「鬼門」って最近では使われないかもしれませんが、鬼門は方位のことを指します。
字のごとく、陰陽道(おんみょうどう)では鬼(おに)が出入りする方角ということで、この方角は忌(い)み嫌(きら)われています。またその逆で、神々が通り抜ける方角のため、清らかにしなければならないという考えもあります。方角は、北東(丑寅=うしとら)が表鬼門(おもてきもん)で南西(未申=ひつじさる)が裏鬼門(うらきもん)といわれています。
陰陽道は、映画にもなっている平安時代の安倍晴明(あべのせいめい)が有名ですが、これら陰陽道と結びついてこの方位は恐れられています。どうしてこの方角が忌み嫌われ恐れられているのでしょうか。
その前に今回の大地震を含めて、ちょっと気になることがあります。大地震の前に、新燃岳(しんもえだけ/宮崎・鹿児島)で噴火(ふんか)があったのを覚えていますか。地震があまりにも大きかったために忘れられてしまっていますが・・・。鬼門というのができたときは、京都・奈良がこの国の中心でした。イラストのように、京都・奈良を中心に線を引くと、宮崎・鹿児島あたりが南西の裏鬼門で、地震があったのは東北でしたから、まさしく表鬼門にあたりませんか・・・・?ちょうどこの両鬼門から日本が挟(はさ)まれ揺(ゆ)さぶられたという感じでしょうか。裏鬼門の新燃岳・・。新たに燃えることを預言(よげん)したかのように原発問題(燃焼)を含め、日本中、火がついたような騒ぎになっています。
ところで、この鬼門といわれる方角ですが、自然が豊かな方角だと思いませんか?もともと日本列島の形もこの鬼門の方向に伸びているように見えます。鬼門の方角である宮崎県の高千穂(たかちほ=裏?)や、岩手県の遠野(とおの=表?)は、神様や妖怪の話が数多く残っている伝承の地。神や妖怪も、見えないものとして恐れられている代表的なもの?です。「鬼門」が忌み嫌われ恐れられていたのは、神・妖怪を自然の象徴(しょうちょう)としてとらえ、自然の恐ろしさを表していたからなのかもしれません。

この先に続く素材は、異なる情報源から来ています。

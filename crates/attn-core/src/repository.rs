//! Cached, filterable access to the intervals of one source.

use std::collections::BTreeSet;

use chrono::{NaiveDate, NaiveDateTime, NaiveTime};

use crate::error::ExtractError;
use crate::interval::AttendanceInterval;
use crate::source::AttendanceSource;

/// Which intervals to keep.
///
/// All set criteria must hold. Bounds compare raw instants: an interval that
/// straddles a bound is dropped whole, never clipped.
#[derive(Debug, Clone, Default, PartialEq, Eq)]
pub struct IntervalFilter {
    /// Allowed employee names; empty allows everyone.
    pub names: BTreeSet<String>,
    /// Inclusive lower bound on the interval start.
    pub start: Option<NaiveDateTime>,
    /// Inclusive upper bound on the interval end.
    pub end: Option<NaiveDateTime>,
}

impl IntervalFilter {
    #[must_use]
    pub fn with_names<I, S>(mut self, names: I) -> Self
    where
        I: IntoIterator<Item = S>,
        S: Into<String>,
    {
        self.names.extend(names.into_iter().map(Into::into));
        self
    }

    #[must_use]
    pub const fn with_start(mut self, start: NaiveDateTime) -> Self {
        self.start = Some(start);
        self
    }

    #[must_use]
    pub const fn with_end(mut self, end: NaiveDateTime) -> Self {
        self.end = Some(end);
        self
    }

    /// Keeps intervals starting at or after midnight of `date`.
    #[must_use]
    pub fn with_start_date(self, date: NaiveDate) -> Self {
        self.with_start(date.and_time(NaiveTime::default()))
    }

    /// Keeps intervals ending no later than the last instant of `date`.
    #[must_use]
    pub fn with_end_date(self, date: NaiveDate) -> Self {
        let end_of_day = date
            .and_hms_nano_opt(23, 59, 59, 999_999_999)
            .expect("23:59:59.999999999 is a valid time of day");
        self.with_end(end_of_day)
    }

    /// Whether nothing would be filtered out.
    pub fn is_empty(&self) -> bool {
        self.names.is_empty() && self.start.is_none() && self.end.is_none()
    }

    pub fn matches(&self, interval: &AttendanceInterval) -> bool {
        if !self.names.is_empty() && !self.names.contains(interval.employee_name()) {
            return false;
        }
        self.start.is_none_or(|start| start <= interval.start())
            && self.end.is_none_or(|end| end >= interval.end())
    }
}

/// Intervals pulled so far plus whatever is left of the single extraction.
struct Cache<S: AttendanceSource> {
    source: Option<S>,
    cursor: Option<S::Intervals>,
    seen: Vec<AttendanceInterval>,
    failure: Option<ExtractError>,
}

/// Wraps a source so it is read once and can be filtered many times.
///
/// The first pass is lazy: intervals are recorded as they are pulled. Later
/// passes replay the recorded prefix and then resume the same extraction, so
/// the input is never read twice. A failure is recorded and reported again,
/// after the replayed prefix, to every later pass.
pub struct IntervalRepository<S: AttendanceSource> {
    cache: Cache<S>,
}

impl<S: AttendanceSource> IntervalRepository<S> {
    pub fn new(source: S) -> Self {
        Self {
            cache: Cache {
                source: Some(source),
                cursor: None,
                seen: Vec::new(),
                failure: None,
            },
        }
    }

    /// Every interval of the source, in source order.
    pub fn all_intervals(&mut self) -> Replay<'_, S> {
        if let Some(source) = self.cache.source.take() {
            tracing::debug!("reading attendance source");
            self.cache.cursor = Some(source.read_attendance());
        }
        Replay {
            cache: &mut self.cache,
            position: 0,
            failure_reported: false,
        }
    }

    /// The intervals accepted by `filter`. Errors pass through unfiltered.
    pub fn filtered_intervals(
        &mut self,
        filter: IntervalFilter,
    ) -> impl Iterator<Item = Result<AttendanceInterval, ExtractError>> {
        if !filter.is_empty() {
            tracing::debug!(?filter, "filtering intervals");
        }
        self.all_intervals()
            .filter(move |item| item.as_ref().map_or(true, |interval| filter.matches(interval)))
    }
}

/// One pass over an [`IntervalRepository`].
pub struct Replay<'a, S: AttendanceSource> {
    cache: &'a mut Cache<S>,
    position: usize,
    failure_reported: bool,
}

impl<S: AttendanceSource> Iterator for Replay<'_, S> {
    type Item = Result<AttendanceInterval, ExtractError>;

    fn next(&mut self) -> Option<Self::Item> {
        if let Some(interval) = self.cache.seen.get(self.position) {
            self.position += 1;
            return Some(Ok(interval.clone()));
        }

        if self.cache.cursor.is_some() {
            match self.cache.cursor.as_mut().and_then(Iterator::next) {
                Some(Ok(interval)) => {
                    self.cache.seen.push(interval.clone());
                    self.position += 1;
                    return Some(Ok(interval));
                }
                Some(Err(err)) => {
                    self.cache.cursor = None;
                    self.cache.failure = Some(err.clone());
                    self.failure_reported = true;
                    return Some(Err(err));
                }
                None => {
                    tracing::debug!(intervals = self.cache.seen.len(), "source drained");
                    self.cache.cursor = None;
                }
            }
        }

        if self.failure_reported {
            return None;
        }
        self.failure_reported = true;
        self.cache.failure.clone().map(Err)
    }
}
#[cfg(test)]
#[allow(
    clippy::panic,
    clippy::unwrap_used,
    clippy::expect_used,
    clippy::indexing_slicing
)]
mod tests {
    use super::*;
    use std::collections::VecDeque;

    fn digest(content: &[u8]) -> SessionDigest {
        SessionDigest::from_content("game.nes", content)
    }

    fn loaded_and_open() -> Handshake {
        let mut handshake = Handshake::new(SessionMode::Paired);
        handshake.handle(HandshakeEvent::ChannelOpened);
        handshake.handle(HandshakeEvent::LocalContentLoaded {
            digest: digest(b"rom"),
        });
        handshake
    }

    #[test]
    fn idle_until_something_happens() {
        let mut handshake = Handshake::new(SessionMode::Paired);
        assert_eq!(handshake.state(), SessionState::Idle);
        handshake.handle(HandshakeEvent::ChannelOpened);
        assert_eq!(handshake.state(), SessionState::AwaitingLocalReady);
    }

    #[test]
    fn loading_without_channel_sends_nothing() {
        let mut handshake = Handshake::new(SessionMode::Paired);
        let actions = handshake.handle(HandshakeEvent::LocalContentLoaded {
            digest: digest(b"rom"),
        });
        assert!(actions.is_empty());
        assert_eq!(handshake.state(), SessionState::AwaitingPeerReady);
    }

    #[test]
    fn channel_open_announces_loaded_content() {
        let mut handshake = Handshake::new(SessionMode::Paired);
        handshake.handle(HandshakeEvent::LocalContentLoaded {
            digest: digest(b"rom"),
        });
        let actions = handshake.handle(HandshakeEvent::ChannelOpened);
        assert_eq!(
            actions.as_slice(),
            &[
                HandshakeAction::SendRomInfo(digest(b"rom")),
                HandshakeAction::SendReady
            ]
        );
    }

    #[test]
    fn start_needs_every_condition() {
        // Peer announced but nothing loaded.
        let mut handshake = Handshake::new(SessionMode::Paired);
        handshake.handle(HandshakeEvent::ChannelOpened);
        handshake.handle(HandshakeEvent::PeerDigest {
            digest: digest(b"rom"),
        });
        assert!(handshake.handle(HandshakeEvent::PeerReady).is_empty());
        assert!(handshake.is_peer_ready());
        assert!(!handshake.can_start());

        // Loading announces, which waits for a fresh reply.
        let actions = handshake.handle(HandshakeEvent::LocalContentLoaded {
            digest: digest(b"rom"),
        });
        assert_eq!(actions.last(), Some(&HandshakeAction::SendReady));
        assert!(!handshake.is_running());

        // Loaded, peer ready, channel open, digests match: starts.
        let actions = handshake.handle(HandshakeEvent::PeerReady);
        assert_eq!(actions.as_slice(), &[HandshakeAction::StartSync]);
        assert!(handshake.is_running());
    }

    #[test]
    fn ready_without_channel_is_ignored() {
        let mut handshake = Handshake::new(SessionMode::Paired);
        handshake.handle(HandshakeEvent::LocalContentLoaded {
            digest: digest(b"rom"),
        });
        assert!(handshake.handle(HandshakeEvent::PeerReady).is_empty());
        assert!(!handshake.is_peer_ready());
    }

    #[test]
    fn mismatch_blocks_start_until_matching_reload() {
        let mut handshake = loaded_and_open();
        let actions = handshake.handle(HandshakeEvent::PeerDigest {
            digest: digest(b"other"),
        });
        assert!(matches!(
            actions.as_slice(),
            [HandshakeAction::DigestMismatch { .. }]
        ));
        // The announcement is answered even though it cannot start a run.
        assert_eq!(
            handshake.handle(HandshakeEvent::PeerReady).as_slice(),
            &[HandshakeAction::SendReady]
        );
        assert_eq!(handshake.state(), SessionState::DigestMismatch);
        assert!(!handshake.is_running());

        let actions = handshake.handle(HandshakeEvent::LocalContentLoaded {
            digest: digest(b"other"),
        });
        assert_eq!(
            actions.as_slice(),
            &[
                HandshakeAction::DigestVerified {
                    remote: digest(b"other")
                },
                HandshakeAction::SendRomInfo(digest(b"other")),
                HandshakeAction::SendReady,
            ]
        );
        assert_eq!(
            handshake.handle(HandshakeEvent::PeerReady).as_slice(),
            &[HandshakeAction::StartSync]
        );
    }

    #[test]
    fn mismatch_while_running_stops() {
        let mut handshake = loaded_and_open();
        handshake.handle(HandshakeEvent::PeerReady);
        assert!(handshake.is_running());
        let actions = handshake.handle(HandshakeEvent::PeerDigest {
            digest: digest(b"other"),
        });
        assert_eq!(actions[0], HandshakeAction::StopSync);
        assert_eq!(handshake.state(), SessionState::DigestMismatch);
    }

    #[test]
    fn announcement_while_running_restarts_and_answers() {
        let mut handshake = loaded_and_open();
        handshake.handle(HandshakeEvent::PeerReady);
        assert!(handshake.is_running());
        handshake.handle(HandshakeEvent::PeerDigest {
            digest: digest(b"rom"),
        });
        let actions = handshake.handle(HandshakeEvent::PeerReady);
        assert_eq!(
            actions.as_slice(),
            &[
                HandshakeAction::StopSync,
                HandshakeAction::SendReady,
                HandshakeAction::StartSync
            ]
        );
    }

    #[test]
    fn reply_while_running_is_dropped() {
        let mut handshake = loaded_and_open();
        assert_eq!(
            handshake.handle(HandshakeEvent::PeerReady).as_slice(),
            &[HandshakeAction::StartSync]
        );
        assert!(handshake.handle(HandshakeEvent::PeerReady).is_empty());
        assert!(handshake.is_running());
    }

    #[test]
    fn only_the_reply_to_the_latest_announcement_counts() {
        let mut handshake = loaded_and_open();
        handshake.handle(HandshakeEvent::LocalContentLoaded {
            digest: digest(b"rom"),
        });
        // Answers the first announcement.
        assert!(handshake.handle(HandshakeEvent::PeerReady).is_empty());
        assert!(!handshake.is_peer_ready());
        assert_eq!(
            handshake.handle(HandshakeEvent::PeerReady).as_slice(),
            &[HandshakeAction::StartSync]
        );
    }

    #[test]
    fn peer_announcement_supersedes_unanswered_ones() {
        let mut handshake = loaded_and_open();
        handshake.handle(HandshakeEvent::LocalContentLoaded {
            digest: digest(b"rom"),
        });
        handshake.handle(HandshakeEvent::PeerDigest {
            digest: digest(b"rom"),
        });
        let actions = handshake.handle(HandshakeEvent::PeerReady);
        assert_eq!(
            actions.as_slice(),
            &[HandshakeAction::SendReady, HandshakeAction::StartSync]
        );
    }

    #[test]
    fn reload_while_running_stops_and_reannounces() {
        let mut handshake = loaded_and_open();
        handshake.handle(HandshakeEvent::PeerReady);
        let actions = handshake.handle(HandshakeEvent::LocalContentLoaded {
            digest: digest(b"rom"),
        });
        assert_eq!(
            actions.as_slice(),
            &[
                HandshakeAction::StopSync,
                HandshakeAction::SendRomInfo(digest(b"rom")),
                HandshakeAction::SendReady,
            ]
        );
        assert_eq!(handshake.state(), SessionState::AwaitingPeerReady);
    }

    #[test]
    fn disconnect_returns_to_waiting() {
        let mut handshake = loaded_and_open();
        handshake.handle(HandshakeEvent::PeerReady);
        let actions = handshake.handle(HandshakeEvent::ConnectionClosed);
        assert_eq!(actions.as_slice(), &[HandshakeAction::StopSync]);
        assert_eq!(handshake.state(), SessionState::AwaitingPeerReady);
        assert!(!handshake.is_peer_ready());
        assert!(handshake.peer_digest().is_none());

        let mut empty = Handshake::new(SessionMode::Paired);
        empty.handle(HandshakeEvent::ChannelOpened);
        empty.handle(HandshakeEvent::ConnectionClosed);
        assert_eq!(empty.state(), SessionState::AwaitingLocalReady);
    }

    #[test]
    fn overflow_resends_ready_and_waits() {
        let mut handshake = loaded_and_open();
        handshake.handle(HandshakeEvent::PeerReady);
        let actions = handshake.handle(HandshakeEvent::Overflow);
        assert_eq!(
            actions.as_slice(),
            &[
                HandshakeAction::StopSync,
                HandshakeAction::SendRomInfo(digest(b"rom")),
                HandshakeAction::SendReady
            ]
        );
        assert_eq!(handshake.state(), SessionState::AwaitingPeerReady);
    }

    #[test]
    fn solo_starts_on_load_and_closes_peer() {
        let mut handshake = loaded_and_open();
        let actions = handshake.handle(HandshakeEvent::ModeChanged {
            mode: SessionMode::Solo,
        });
        assert_eq!(
            actions.as_slice(),
            &[HandshakeAction::ClosePeer, HandshakeAction::StartSync]
        );
        assert_eq!(handshake.state(), SessionState::Synchronized);
        // Peer messages no longer count.
        assert!(handshake.handle(HandshakeEvent::PeerReady).is_empty());
    }

    #[test]
    fn solo_overflow_restarts_immediately() {
        let mut handshake = Handshake::new(SessionMode::Solo);
        assert_eq!(handshake.state(), SessionState::AwaitingLocalReady);
        handshake.handle(HandshakeEvent::LocalContentLoaded {
            digest: digest(b"rom"),
        });
        let actions = handshake.handle(HandshakeEvent::Overflow);
        assert_eq!(
            actions.as_slice(),
            &[HandshakeAction::StopSync, HandshakeAction::StartSync]
        );
    }

    #[test]
    fn relay_mode_runs_relay_loop() {
        let mut handshake = Handshake::new(SessionMode::Relay);
        let actions = handshake.handle(HandshakeEvent::LocalContentLoaded {
            digest: digest(b"rom"),
        });
        assert_eq!(actions.as_slice(), &[HandshakeAction::StartRelay]);
        assert_eq!(handshake.state(), SessionState::Relaying);

        let actions = handshake.handle(HandshakeEvent::ModeChanged {
            mode: SessionMode::Paired,
        });
        assert_eq!(actions.as_slice(), &[HandshakeAction::StopRelay]);
        assert_eq!(handshake.state(), SessionState::AwaitingPeerReady);
    }

    #[test]
    fn announcement_received_while_relaying_counts_once_paired() {
        let mut handshake = Handshake::new(SessionMode::Paired);
        handshake.handle(HandshakeEvent::ChannelOpened);
        handshake.handle(HandshakeEvent::ModeChanged {
            mode: SessionMode::Relay,
        });
        handshake.handle(HandshakeEvent::LocalContentLoaded {
            digest: digest(b"rom"),
        });
        assert_eq!(handshake.state(), SessionState::Relaying);

        let peer = handshake.handle(HandshakeEvent::PeerDigest {
            digest: digest(b"rom"),
        });
        assert!(peer.is_empty());
        assert!(handshake.handle(HandshakeEvent::PeerReady).is_empty());
        assert_eq!(handshake.peer_digest(), Some(&digest(b"rom")));
        assert_eq!(handshake.state(), SessionState::Relaying);

        let actions = handshake.handle(HandshakeEvent::ModeChanged {
            mode: SessionMode::Paired,
        });
        assert_eq!(
            actions.as_slice(),
            &[
                HandshakeAction::StopRelay,
                HandshakeAction::DigestVerified {
                    remote: digest(b"rom")
                },
                HandshakeAction::SendRomInfo(digest(b"rom")),
                HandshakeAction::SendReady,
            ]
        );
        assert_eq!(
            handshake.handle(HandshakeEvent::PeerReady).as_slice(),
            &[HandshakeAction::StartSync]
        );
    }

    /// Delivers announcements between two handshakes until both are quiet.
    fn exchange(
        a: &mut Handshake,
        b: &mut Handshake,
        a_out: HandshakeActions,
        b_out: HandshakeActions,
    ) -> usize {
        let mut to_b: VecDeque<HandshakeEvent> = VecDeque::new();
        let mut to_a: VecDeque<HandshakeEvent> = VecDeque::new();
        let route = |actions: HandshakeActions, queue: &mut VecDeque<HandshakeEvent>| {
            for action in actions {
                match action {
                    HandshakeAction::SendRomInfo(digest) => {
                        queue.push_back(HandshakeEvent::PeerDigest { digest });
                    },
                    HandshakeAction::SendReady => queue.push_back(HandshakeEvent::PeerReady),
                    _ => {},
                }
            }
        };
        route(a_out, &mut to_b);
        route(b_out, &mut to_a);
        let mut delivered = 0;
        while !(to_a.is_empty() && to_b.is_empty()) {
            delivered += 1;
            assert!(delivered < 100, "handshake never settled");
            if let Some(event) = to_a.pop_front() {
                let out = a.handle(event);
                route(out, &mut to_b);
            }
            if let Some(event) = to_b.pop_front() {
                let out = b.handle(event);
                route(out, &mut to_a);
            }
        }
        delivered
    }

    #[test]
    fn both_sides_start_and_settle() {
        let mut a = Handshake::new(SessionMode::Paired);
        let mut b = Handshake::new(SessionMode::Paired);
        a.handle(HandshakeEvent::LocalContentLoaded {
            digest: digest(b"rom"),
        });
        b.handle(HandshakeEvent::LocalContentLoaded {
            digest: digest(b"rom"),
        });
        let a_out = a.handle(HandshakeEvent::ChannelOpened);
        let b_out = b.handle(HandshakeEvent::ChannelOpened);
        exchange(&mut a, &mut b, a_out, b_out);
        assert!(a.is_running() && b.is_running());

        let a_out = a.handle(HandshakeEvent::LocalContentLoaded {
            digest: digest(b"rom"),
        });
        exchange(&mut a, &mut b, a_out, HandshakeActions::new());
        assert!(a.is_running() && b.is_running());
    }

    #[test]
    fn late_loader_and_mismatch_recovery_settle() {
        let mut a = Handshake::new(SessionMode::Paired);
        let mut b = Handshake::new(SessionMode::Paired);
        a.handle(HandshakeEvent::LocalContentLoaded {
            digest: digest(b"rom"),
        });
        b.handle(HandshakeEvent::LocalContentLoaded {
            digest: digest(b"other"),
        });
        let a_out = a.handle(HandshakeEvent::ChannelOpened);
        let b_out = b.handle(HandshakeEvent::ChannelOpened);
        exchange(&mut a, &mut b, a_out, b_out);
        assert_eq!(a.state(), SessionState::DigestMismatch);
        assert_eq!(b.state(), SessionState::DigestMismatch);

        let b_out = b.handle(HandshakeEvent::LocalContentLoaded {
            digest: digest(b"rom"),
        });
        exchange(&mut a, &mut b, HandshakeActions::new(), b_out);
        assert!(a.is_running() && b.is_running());
    }
}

恐れられる一方で、恩恵(おんけい)もあるのも事実です。自然の事を学ぶといろいろなことがわかるため、時の政権は民衆を操(あやつ)るため、この方位を「鬼門」と呼ぶことで、妖怪とか神が出入りするところと民衆に信じさせ、真実(=恩恵)を隠してきたのかもしれません。自然災害等から何かを学び、自然を解き明かすことで、民(たみ)がかしこくなることをおそれていたのでは・・・・。
「鬼門」の方角の「忌み嫌う」の「忌」、葬式のとき、家に「忌中(きちゅう)」という張り紙をしますね?
「忌」という文字は、「己」と「心」でできています。人が亡くなると、財産争いとか隠(かく)されていた諸々の問題が出てきます。たいていの人は、エゴがむき出しになります。そのとき、自分自身(己)の心の中を見るよい機会なのかもしれません。それで、「忌中」と書かれているのではないでしょうか・・・。
予期しない出来事がおこった時、平常時ではないときこそ、真価が問われます。天災を含め、何か大切なものを失ったとき、自分自身(忌)を見直す機会なのかもしれません。
まだ続いている余震(よしん)を含め、私たち自身が地震によって、揺さぶられています。自然は僕らに何を問いかけ、何を学ばせようとしているのでしょうか・・・・。
余談ですが、『南総里見八犬伝(なんそうさとみはっけんでん)』で知られる滝沢馬琴(たきざわばきん)は、昔話の『桃太郎(ももたろう)』が鬼門を表しているという説(せつ)を言っていたとか・・・・。また、東北の東松島市の旧地名は宮城県桃生郡(ものうぐん)だし、石巻市にも桃生町(ものうまち)という地名がありました。